When it comes to cloud storage security and data encryption, a single solution for every industry, company, and organization isn’t such a good idea. Different encryption options benefit some users more than others. To help you manage, protect, and secure your data in Google Cloud, we will make support for customer-managed encryption keys (CMEK) generally available soon. Go to the Release Notes page for the latest information.

Storage encryption processes obscure and protect your data from unauthorized access and usage. In NetApp® Cloud Volumes Service for Google Cloud, encryption is a built-in security mechanism that protects data at rest. CMEK adds another layer of security: You create the encryption keys by using Google Cloud Key Management Service (KMS), and these keys are used by the Google server to encrypt data before standard Google Cloud Storage encryption is applied.
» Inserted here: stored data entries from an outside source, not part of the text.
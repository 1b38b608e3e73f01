//! The owning-thread facade over the whole synchronizer.
//!
//! `ShellTree` owns the node store, the change watcher and the decoration
//! resolver, and is the only thing that mutates them. The display layer
//! drives it through the `request_*` and `on_node_displayed` entry points;
//! whoever owns it calls [`ShellTree::pump`] regularly to apply worker
//! results and flushed change batches.

use crate::config::TreeConfig;
use crate::decoration::DecorationResolver;
use crate::error::TreeError;
use crate::expander::Expander;
use crate::namespace::{AbsoluteId, NamespaceProvider};
use crate::sync::{SyncStats, TreeSynchronizer};
use crate::tree::{ChildrenHint, NodeHandle, SortPolicy, TreeStore};
use crate::ui::{DisplaySink, NullDisplay};
use crate::watcher::ChangeWatcher;
use std::collections::VecDeque;
use std::sync::Arc;
use std::time::{Duration, Instant};

/// Everything the expander and the synchronizer mutate.
pub(crate) struct TreeState {
    pub(crate) provider: Arc<dyn NamespaceProvider>,
    pub(crate) store: TreeStore,
    pub(crate) watcher: ChangeWatcher,
    pub(crate) decorations: DecorationResolver,
    pub(crate) display: Arc<dyn DisplaySink>,
}

impl TreeState {
    pub(crate) fn new(
        provider: Arc<dyn NamespaceProvider>,
        display: Arc<dyn DisplaySink>,
        config: &TreeConfig,
    ) -> Result<Self, TreeError> {
        Ok(Self {
            store: TreeStore::new(),
            watcher: ChangeWatcher::new(Arc::clone(&provider), config.debounce),
            decorations: DecorationResolver::new(Arc::clone(&provider), config.icon_cache_capacity)?,
            provider,
            display,
        })
    }

    pub(crate) fn add_root(&mut self, id: AbsoluteId) -> Result<NodeHandle, TreeError> {
        let handle = self.store.add_root(self.provider.as_ref(), id)?;
        let index = self.store.roots().len() - 1;
        self.display.node_inserted(None, index, handle);
        Ok(handle)
    }

    /// Find a materialized node by identifier.
    pub(crate) fn locate(&self, id: &AbsoluteId) -> Option<NodeHandle> {
        self.store
            .find_by_identifier(self.provider.as_ref(), None, id)
    }

    /// Remove `handle` with its subtree, stopping every watch it held and
    /// dropping pending decoration requests. Returns false if it was not in
    /// the tree.
    pub(crate) fn remove_subtree(&mut self, handle: NodeHandle) -> bool {
        let removed = self.store.remove(handle);
        if removed.is_empty() {
            return false;
        }

        for node in &removed {
            if let Some(watch) = node.watch {
                self.watcher.stop_watching(watch);
            }
        }
        self.decorations
            .forget(removed.iter().map(|node| node.handle));
        self.display.node_removed(handle);
        true
    }
}

impl Drop for TreeState {
    fn drop(&mut self) {
        for root in self.store.roots().to_vec() {
            self.remove_subtree(root);
        }
    }
}

/// A namespace mirror kept in sync with its provider.
pub struct ShellTree {
    state: TreeState,
    expander: Expander,
    synchronizer: TreeSynchronizer,
    config: TreeConfig,
}

impl ShellTree {
    /// Create a tree over `provider`, reporting to `display`.
    pub fn new(
        provider: Arc<dyn NamespaceProvider>,
        display: Arc<dyn DisplaySink>,
        config: TreeConfig,
    ) -> Result<Self, TreeError> {
        Ok(Self {
            state: TreeState::new(provider, display, &config)?,
            expander: Expander::new(&config),
            synchronizer: TreeSynchronizer::new(),
            config,
        })
    }

    /// Add a root for `id`. Fails if the provider cannot resolve it.
    pub fn add_root(&mut self, id: AbsoluteId) -> Result<NodeHandle, TreeError> {
        let handle = self.state.add_root(id)?;
        tracing::debug!("Added root {}", handle);
        Ok(handle)
    }

    /// List `handle`'s children and start watching it.
    pub fn request_expand(&mut self, handle: NodeHandle) -> Result<(), TreeError> {
        self.expander.expand(&mut self.state, handle)
    }

    /// Drop `handle`'s children and stop watching it.
    pub fn request_collapse(&mut self, handle: NodeHandle) -> Result<(), TreeError> {
        self.expander.collapse(&mut self.state, handle)
    }

    /// The display is showing `handle`: resolve its icon and, if it has not
    /// been expanded, check whether it has subfolders.
    pub fn on_node_displayed(&mut self, handle: NodeHandle) -> Result<(), TreeError> {
        let node = self
            .state
            .store
            .get(handle)
            .ok_or(TreeError::StaleHandle(handle))?;
        let needs_icon = node.decoration().is_none();
        let needs_check = !node.is_expanded() && node.children_hint() == ChildrenHint::Unknown;

        let TreeState {
            store,
            decorations,
            display,
            ..
        } = &mut self.state;
        if needs_icon {
            decorations.request_icon(store, &**display, handle)?;
        }
        if needs_check {
            decorations.request_subfolder_check(store, handle)?;
        }
        Ok(())
    }

    /// Find the node for `id`.
    ///
    /// With `expand` set, collapsed ancestors on the way are expanded;
    /// otherwise only already materialized nodes are found.
    pub fn locate_item(
        &mut self,
        id: &AbsoluteId,
        expand: bool,
    ) -> Result<Option<NodeHandle>, TreeError> {
        if !expand {
            return Ok(self.state.locate(id));
        }

        let provider = Arc::clone(&self.state.provider);
        let same = |a: &str, b: &str| provider.same_component(a, b);
        let start = self.state.store.roots().iter().find_map(|root| {
            let root_id = self.state.store.resolve(*root).ok()?;
            let rest = id.strip_prefix(&root_id, same)?.to_vec();
            Some((*root, rest))
        });
        let Some((mut current, rest)) = start else {
            return Ok(None);
        };

        for component in rest {
            let child = match self
                .state
                .store
                .find_child(provider.as_ref(), current, component.as_str())
            {
                Some(child) => Some(child),
                None => {
                    self.expander.expand(&mut self.state, current)?;
                    self.state
                        .store
                        .find_child(provider.as_ref(), current, component.as_str())
                }
            };
            match child {
                Some(child) => current = child,
                None => return Ok(None),
            }
        }
        Ok(Some(current))
    }

    /// Show or hide hidden entries, re-listing every expanded node.
    pub fn set_show_hidden(&mut self, show: bool) -> Result<(), TreeError> {
        if self.expander.filter().include_hidden == show {
            return Ok(());
        }
        self.expander.set_show_hidden(show);
        self.config.show_hidden = show;

        let mut queue: VecDeque<NodeHandle> = self.state.store.roots().iter().copied().collect();
        while let Some(handle) = queue.pop_front() {
            let expanded = self
                .state
                .store
                .get(handle)
                .is_some_and(|node| node.is_expanded());
            if !expanded {
                continue;
            }
            self.expander.refresh(&mut self.state, handle)?;
            queue.extend(self.state.store.children(handle).iter().copied());
        }
        Ok(())
    }

    /// Forget every cached icon and resolve all icons again.
    pub fn refresh_all_icons(&mut self) -> Result<(), TreeError> {
        let TreeState {
            store,
            decorations,
            display,
            ..
        } = &mut self.state;

        decorations.clear_cache();
        let handles: Vec<NodeHandle> = store.handles().collect();
        for handle in handles {
            decorations.request_icon(store, &**display, handle)?;
        }
        Ok(())
    }

    /// The name shown for `handle`.
    pub fn display_name(&self, handle: NodeHandle) -> Option<&str> {
        self.state.store.get(handle).map(|node| node.display_name())
    }

    /// The full identifier of `handle`.
    pub fn resolve(&self, handle: NodeHandle) -> Result<AbsoluteId, TreeError> {
        self.state.store.resolve(handle)
    }

    /// Read access to the nodes.
    pub fn store(&self) -> &TreeStore {
        &self.state.store
    }

    /// The active configuration.
    pub fn config(&self) -> &TreeConfig {
        &self.config
    }

    /// Counters of applied change events.
    pub fn sync_stats(&self) -> &SyncStats {
        self.synchronizer.stats()
    }

    /// Number of active change watches.
    pub fn active_watches(&self) -> usize {
        self.state.watcher.active_count()
    }

    /// Number of decoration requests still waiting for a result.
    pub fn pending_decorations(&self) -> usize {
        self.state.decorations.in_flight_count()
    }

    /// Run one step of the owning-thread loop.
    pub fn pump(&mut self) -> usize {
        self.pump_at(Instant::now())
    }

    /// Run one step as if the time were `now`: apply worker results, take
    /// queued notifications and apply the batch if it is due.
    ///
    /// Returns the number of results, notifications and events handled.
    pub fn pump_at(&mut self, now: Instant) -> usize {
        let mut handled = 0;

        let TreeState {
            store,
            decorations,
            display,
            ..
        } = &mut self.state;
        for result in decorations.drain_results() {
            decorations.on_result(store, &**display, result);
            handled += 1;
        }

        handled += self.state.watcher.poll_notifications(now);
        let batch = self.state.watcher.flush_if_ready_at(now);
        handled += batch.len();
        self.synchronizer
            .apply_batch(&mut self.state, &self.expander, batch);

        handled
    }

    /// Whether no worker result or change notification is outstanding.
    pub fn is_idle(&self) -> bool {
        self.state.decorations.in_flight_count() == 0 && self.state.watcher.is_quiet()
    }

    /// Pump until idle or until `timeout` elapses. Returns whether the tree
    /// became idle.
    pub fn wait_for_idle(&mut self, timeout: Duration) -> bool {
        let give_up = Instant::now() + timeout;
        loop {
            self.pump();
            if self.is_idle() {
                return true;
            }
            if Instant::now() >= give_up {
                return false;
            }
            std::thread::sleep(Duration::from_millis(5));
        }
    }

    /// Tear the tree down, stopping every watch and joining the workers.
    pub fn shutdown(self) {
        tracing::debug!("Shutting down: {}", self.state.store.debug_summary());
    }
}

/// Builder for [`ShellTree`] with sensible defaults.
pub struct ShellTreeBuilder {
    provider: Arc<dyn NamespaceProvider>,
    display: Option<Arc<dyn DisplaySink>>,
    config: TreeConfig,
}

impl ShellTreeBuilder {
    /// Start building a tree over `provider`.
    pub fn new(provider: Arc<dyn NamespaceProvider>) -> Self {
        Self {
            provider,
            display: None,
            config: TreeConfig::default(),
        }
    }

    /// Where display updates go. Defaults to nowhere.
    pub fn display(mut self, display: Arc<dyn DisplaySink>) -> Self {
        self.display = Some(display);
        self
    }

    /// Replace the whole configuration.
    pub fn config(mut self, config: TreeConfig) -> Self {
        self.config = config;
        self
    }

    /// Quiet period before a change batch is applied.
    pub fn debounce(mut self, debounce: Duration) -> Self {
        self.config.debounce = debounce;
        self
    }

    /// List hidden entries.
    pub fn show_hidden(mut self, show: bool) -> Self {
        self.config.show_hidden = show;
        self
    }

    /// List containers only.
    pub fn folders_only(mut self, folders_only: bool) -> Self {
        self.config.folders_only = folders_only;
        self
    }

    /// Sibling comparison.
    pub fn sort(mut self, sort: SortPolicy) -> Self {
        self.config.sort = sort;
        self
    }

    /// Size of the icon cache.
    pub fn icon_cache_capacity(mut self, capacity: usize) -> Self {
        self.config.icon_cache_capacity = capacity;
        self
    }

    /// Watch whole subtrees instead of single levels.
    pub fn recursive_watches(mut self, recursive: bool) -> Self {
        self.config.recursive_watches = recursive;
        self
    }

    /// Build the tree and start its workers.
    pub fn build(self) -> Result<ShellTree, TreeError> {
        let display = self.display.unwrap_or_else(|| Arc::new(NullDisplay));
        ShellTree::new(self.provider, display, self.config)
    }
}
Customer-managed encryption keys

The data encryption built into Cloud Volumes Service is the simplest data security and is sufficient for many storage requirements. However, for sensitive data, CMEK can provide additional security and thwart certain attack scenarios. With CMEK, these volume keys are wrapped using keys supplied by Google Cloud KMS. This further protects your data from being read if the underlying storage devices experience unauthorized physical access.

This feature gives you control over the encryption keys used and the added security of storing the keys on a system or in a location different from the data. Cloud Volumes Service supports Google Cloud KMS capabilities such as hardware security modules (HSMs), Cloud External Key Manager (EKM), and the full key management lifecycle (generate, use, rotate, destroy).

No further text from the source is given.